Antes de atendernos, nos pidieron los documentos. Imagino que tienen que verificar si la empresa para la que trabajas está con los pagos al día. ¿Qué pasa si no? ¿No te atienden? No creo que puedan ser tan crueles.
A las 18.00 me indicaron que debía ir a Rayos X. Subimos a pie las gradas hasta allí. Tuve que mover mi brazo en distintas posiciones para que sacaran las imágenes que necesitaban para mi caso. Le va a doler, me dijo el doctor, pero tiene que verse bien el daño. Cada movimiento era como revivir el instante de la fractura. Horrible. Tuve que poner la palma extendida hacia abajo y de manera lateral. Dos radiografías. No sé qué tenía el equipo, pero no estaba funcionando bien. Repetí todo de nuevo. Todavía me acuerdo del comentario del doctor: ¡Uf, otra vez! Salió a traer algo así como una batería nueva. Esperamos un momento a que cargara. Es muy lamentable que no tengamos buenas máquinas o que estén envejecidas.

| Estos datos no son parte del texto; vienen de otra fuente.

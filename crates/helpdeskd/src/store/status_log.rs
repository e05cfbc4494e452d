//! Status log store. Append and read only; the schema triggers reject
//! UPDATE and DELETE on the table.

use super::enum_column;
use chrono::{DateTime, Utc};
use helpdesk_shared::{StatusLogEntry, TicketId, TicketStatus, UserId};
use rusqlite::{params, Connection};

pub fn append(
    conn: &Connection,
    ticket_id: TicketId,
    old_status: TicketStatus,
    new_status: TicketStatus,
    changed_by: UserId,
    changed_at: DateTime<Utc>,
) -> rusqlite::Result<StatusLogEntry> {
    conn.execute(
        "INSERT INTO ticket_status_logs (ticket_id, old_status, new_status, changed_by, changed_at)
         VALUES (?1, ?2, ?3, ?4, ?5)",
        params![
            ticket_id,
            old_status.as_str(),
            new_status.as_str(),
            changed_by,
            changed_at
        ],
    )?;

    Ok(StatusLogEntry {
        id: conn.last_insert_rowid(),
        ticket_id,
        old_status,
        new_status,
        changed_by,
        changed_at,
    })
}

/// Entries for one ticket in the order they were committed.
pub fn for_ticket(conn: &Connection, ticket_id: TicketId) -> rusqlite::Result<Vec<StatusLogEntry>> {
    let mut stmt = conn.prepare(
        "SELECT id, ticket_id, old_status, new_status, changed_by, changed_at
         FROM ticket_status_logs
         WHERE ticket_id = ?1
         ORDER BY id ASC",
    )?;

    let rows = stmt.query_map(params![ticket_id], |row| {
        Ok(StatusLogEntry {
            id: row.get(0)?,
            ticket_id: row.get(1)?,
            old_status: enum_column(row, 2)?,
            new_status: enum_column(row, 3)?,
            changed_by: row.get(4)?,
            changed_at: row.get(5)?,
        })
    })?;

    rows.collect()
}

Después volví a bajar las gradas y a sentarme en ese pasillo que es el recibidor para acceder a las camillas de Emergencias. Un residente vio la radiografía y me dijo que tenía que internarme. Me había fracturado dos huesos, el cúbito y el radio izquierdos. Me informó que debía entrar a cirugía y que tenía que esperar, mientras tanto.
A las 19.00 fui a Yesos. Ahí, el especialista me pidió que moviera los brazos. Le va a doler, me dijo, pero debo enyesarle de manera que le duela menos. Va a ver, le voy a enyesar y le va a calmar el dolor, se lo prometo. Tal vez era su manera firme y calmada de hablar lo que me tranquilizó. Seguía hablándome: Me tiene que ayudar, por favor no grite porque me pongo nervioso, si usted me ayuda todo va a estar bien. Yo le hago caso, le dije, si me hablan de buenas y me explican claro que entiendo. Tenía que mover el brazo hacia abajo dejando el codo arriba. Me pidió que me quedara quieta en esa posición. Me dolía bastante todavía. Me puso unas vendas calientes. Ese calor, sumado al efecto del analgésico, me alivió mucho. Luego, armó bien el yeso en mi antebrazo. Le agradecí.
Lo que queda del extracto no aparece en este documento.